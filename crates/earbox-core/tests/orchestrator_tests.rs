use earbox_core::config::DeploymentMode;
use earbox_core::error::{ChannelError, ConfigError, OrchestratorError, ProviderError};
use earbox_core::orchestrator::{acquire_session, InstanceOrchestrator, Intent};
use earbox_core::script::job_command;
use earbox_core::types::{InstanceId, InstanceState, LifecycleState};
use earbox_test_utils::{
    sample_config, sample_parameters, FakeCompute, RecordingCommandChannel, StaticCredentials,
};
use std::sync::Arc;
use std::time::Duration;

fn orchestrator(
    compute: &Arc<FakeCompute>,
    channel: &Arc<RecordingCommandChannel>,
) -> InstanceOrchestrator {
    InstanceOrchestrator::new(compute.clone(), channel.clone())
}

#[test]
fn test_launch_creates_instance_with_startup_script() {
    let compute = Arc::new(FakeCompute::new());
    let channel = Arc::new(RecordingCommandChannel::new());
    let params = sample_parameters();
    let intent = Intent::Launch(sample_config().launch_spec(DeploymentMode::Test));

    let deployment = orchestrator(&compute, &channel)
        .execute(&intent, &params)
        .unwrap();

    assert_eq!(
        deployment.trace,
        vec![InstanceState::NoTarget, InstanceState::Launching, InstanceState::Ready]
    );
    assert!(deployment.command_id.is_none());
    assert!(deployment.instance.lifecycle_state.is_running());
    assert!(deployment.instance.network_address.is_some());
    assert_eq!(deployment.log_stream, params.log_stream);
    assert_eq!(deployment.output_key, params.output_key);

    let launches = compute.launches();
    assert_eq!(launches.len(), 1);
    assert_eq!(launches[0].image_id, "ami-0test");
    assert_eq!(launches[0].instance_type, "t3.large");
    assert_eq!(launches[0].instance_profile.as_deref(), Some("earbox-instance-role"));
    assert!(launches[0].terminate_on_shutdown);
    assert!(launches[0].user_data.starts_with("#!/bin/bash"));
    assert!(launches[0].user_data.contains(&job_command(&params)));
    assert!(channel.sent().is_empty());
}

#[test]
fn test_launch_wait_uses_configured_timeout() {
    let compute = Arc::new(FakeCompute::new());
    let channel = Arc::new(RecordingCommandChannel::new());
    let intent = Intent::Launch(sample_config().launch_spec(DeploymentMode::Production));

    orchestrator(&compute, &channel)
        .with_launch_timeout(Some(Duration::from_secs(300)))
        .execute(&intent, &sample_parameters())
        .unwrap();

    let waits = compute.waits();
    assert_eq!(waits.len(), 1);
    assert_eq!(waits[0].1, Some(Duration::from_secs(300)));
    assert_eq!(compute.launches()[0].instance_type, "g4dn.xlarge");
}

#[test]
fn test_launch_failure_is_reported() {
    let compute = Arc::new(FakeCompute::new());
    compute.fail_create(ProviderError::Request("InsufficientInstanceCapacity".into()));
    let channel = Arc::new(RecordingCommandChannel::new());
    let intent = Intent::Launch(sample_config().launch_spec(DeploymentMode::Test));

    let err = orchestrator(&compute, &channel)
        .execute(&intent, &sample_parameters())
        .unwrap_err();

    assert!(matches!(err, OrchestratorError::LaunchFailed(_)));
    assert!(err.is_retryable());
    assert_eq!(err.terminal_state(), Some(InstanceState::LaunchFailed));
}

#[test]
fn test_launch_that_never_runs_fails() {
    let compute = Arc::new(FakeCompute::new());
    compute.fail_wait(ProviderError::WaitTimedOut {
        instance_id: InstanceId::new("i-00000000000000001"),
        timeout_secs: 10,
    });
    let channel = Arc::new(RecordingCommandChannel::new());
    let intent = Intent::Launch(sample_config().launch_spec(DeploymentMode::Test));

    let err = orchestrator(&compute, &channel)
        .execute(&intent, &sample_parameters())
        .unwrap_err();
    assert!(matches!(
        err,
        OrchestratorError::LaunchFailed(ProviderError::WaitTimedOut { .. })
    ));
}

#[test]
fn test_stopped_instance_is_never_sent_a_command() {
    let compute = Arc::new(FakeCompute::new().with_instance("i-stopped", "stopped", None));
    let channel = Arc::new(RecordingCommandChannel::new());
    let intent = Intent::ReuseAndDispatch {
        instance_id: InstanceId::new("i-stopped"),
    };

    let err = orchestrator(&compute, &channel)
        .execute(&intent, &sample_parameters())
        .unwrap_err();

    match &err {
        OrchestratorError::NotRunning { instance_id, state } => {
            assert_eq!(instance_id.as_str(), "i-stopped");
            assert_eq!(*state, LifecycleState::Stopped);
        }
        other => panic!("unexpected error: {other}"),
    }
    assert_eq!(err.to_string(), "instance i-stopped is not running (state: stopped)");
    assert!(!err.is_retryable());
    assert!(channel.sent().is_empty());
    assert!(compute.launches().is_empty());
}

#[test]
fn test_only_running_instances_receive_commands() {
    let cases = [
        ("pending", LifecycleState::Pending),
        ("stopping", LifecycleState::Stopping),
        ("shutting-down", LifecycleState::ShuttingDown),
        ("terminated", LifecycleState::Terminated),
        ("rebooting", LifecycleState::Other("rebooting".to_string())),
    ];

    for (provider_state, expected) in cases {
        for replay in [false, true] {
            let compute = Arc::new(FakeCompute::new().with_instance("i-1", provider_state, None));
            let channel = Arc::new(RecordingCommandChannel::new());
            let instance_id = InstanceId::new("i-1");
            let intent = if replay {
                Intent::ReuseAndReplay { instance_id }
            } else {
                Intent::ReuseAndDispatch { instance_id }
            };

            let err = orchestrator(&compute, &channel)
                .execute(&intent, &sample_parameters())
                .unwrap_err();

            match &err {
                OrchestratorError::NotRunning { state, .. } => {
                    assert_eq!(*state, expected, "{provider_state}");
                }
                other => panic!("{provider_state}: unexpected error: {other}"),
            }
            assert_eq!(err.terminal_state(), Some(InstanceState::NotFound));
            assert!(channel.sent().is_empty(), "{provider_state}");
            assert!(compute.launches().is_empty(), "{provider_state}");
        }
    }
}

#[test]
fn test_unknown_instance_is_not_found() {
    let compute = Arc::new(FakeCompute::new());
    let channel = Arc::new(RecordingCommandChannel::new());
    let intent = Intent::ReuseAndReplay {
        instance_id: InstanceId::new("i-missing"),
    };

    let err = orchestrator(&compute, &channel)
        .execute(&intent, &sample_parameters())
        .unwrap_err();

    assert!(matches!(err, OrchestratorError::InstanceNotFound { .. }));
    assert_eq!(err.terminal_state(), Some(InstanceState::NotFound));
    assert!(channel.sent().is_empty());
}

#[test]
fn test_dispatch_sends_job_command_once() {
    let compute = Arc::new(FakeCompute::new().with_instance("i-live", "running", Some("10.0.0.5")));
    let channel = Arc::new(RecordingCommandChannel::new());
    let params = sample_parameters();
    let intent = Intent::ReuseAndDispatch {
        instance_id: InstanceId::new("i-live"),
    };

    let deployment = orchestrator(&compute, &channel).execute(&intent, &params).unwrap();

    assert_eq!(deployment.final_state(), InstanceState::JobDispatched);
    assert_eq!(deployment.command_id.as_ref().map(|c| c.as_str()), Some("cmd-1"));
    assert_eq!(deployment.instance.network_address.as_deref(), Some("10.0.0.5"));

    let sent = channel.sent();
    assert_eq!(sent.len(), 1);
    assert_eq!(sent[0].target.as_str(), "i-live");
    assert_eq!(sent[0].commands, vec![job_command(&params)]);
    assert!(compute.launches().is_empty());
}

#[test]
fn test_replay_sends_startup_script_body() {
    let compute = Arc::new(FakeCompute::new().with_instance("i-live", "running", None));
    let channel = Arc::new(RecordingCommandChannel::new());
    let intent = Intent::ReuseAndReplay {
        instance_id: InstanceId::new("i-live"),
    };

    let deployment = orchestrator(&compute, &channel)
        .execute(&intent, &sample_parameters())
        .unwrap();

    assert_eq!(
        deployment.trace,
        vec![
            InstanceState::NoTarget,
            InstanceState::Resolving,
            InstanceState::Ready,
            InstanceState::BootstrapReplayed,
        ]
    );
    let commands = &channel.sent()[0].commands;
    assert!(commands.iter().any(|c| c == "cat > /tmp/rerun_userdata.sh << 'EOF'"));
    assert!(commands.iter().any(|c| c.contains("docker pull")));
}

#[test]
fn test_dispatch_failure_keeps_instance_state() {
    let compute = Arc::new(FakeCompute::new().with_instance("i-live", "running", None));
    let channel = Arc::new(RecordingCommandChannel::new());
    channel.fail_with(ChannelError::AgentNotRegistered(InstanceId::new("i-live")));
    let intent = Intent::ReuseAndDispatch {
        instance_id: InstanceId::new("i-live"),
    };

    let err = orchestrator(&compute, &channel)
        .execute(&intent, &sample_parameters())
        .unwrap_err();

    assert!(matches!(
        err,
        OrchestratorError::DispatchFailed {
            source: ChannelError::AgentNotRegistered(_),
            ..
        }
    ));
    assert_eq!(err.terminal_state(), Some(InstanceState::DispatchFailed));
}

#[test]
fn test_reuse_only_checks_state_without_commands() {
    let compute = Arc::new(FakeCompute::new().with_instance("i-live", "running", None));
    let channel = Arc::new(RecordingCommandChannel::new());
    let intent = Intent::ReuseOnly {
        instance_id: InstanceId::new("i-live"),
    };

    let deployment = orchestrator(&compute, &channel)
        .execute(&intent, &sample_parameters())
        .unwrap();

    assert_eq!(deployment.final_state(), InstanceState::Ready);
    assert!(deployment.command_id.is_none());
    assert!(channel.sent().is_empty());
}

#[test]
fn test_session_requires_automation_role() {
    let credentials = StaticCredentials::granting();
    let mut config = sample_config();

    let session = acquire_session(&credentials, &config).unwrap();
    assert!(session.name.starts_with("automation-session-"));
    assert_eq!(session.role_arn, "arn:aws:iam::123456789012:role/earbox-automation");

    config.iam.automation_role_arn = None;
    let err = acquire_session(&credentials, &config).unwrap_err();
    assert!(matches!(
        err,
        OrchestratorError::Config(ConfigError::Missing("iam.automation_role_arn"))
    ));
    assert!(err.is_configuration());
    assert_eq!(credentials.calls().len(), 1);
}

#[test]
fn test_refused_role_is_credentials_error() {
    let credentials = StaticCredentials::refusing("AccessDenied");
    let err = acquire_session(&credentials, &sample_config()).unwrap_err();
    assert!(matches!(err, OrchestratorError::Credentials(_)));
    assert!(err.to_string().contains("AccessDenied"));
}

※

**Instructions for the task**
Show every line of the material that includes the string "Ready".

**Written reply**
        vec![InstanceState::NoTarget, InstanceState::Launching, InstanceState::Ready]
            InstanceState::Ready,
    assert_eq!(deployment.final_state(), InstanceState::Ready);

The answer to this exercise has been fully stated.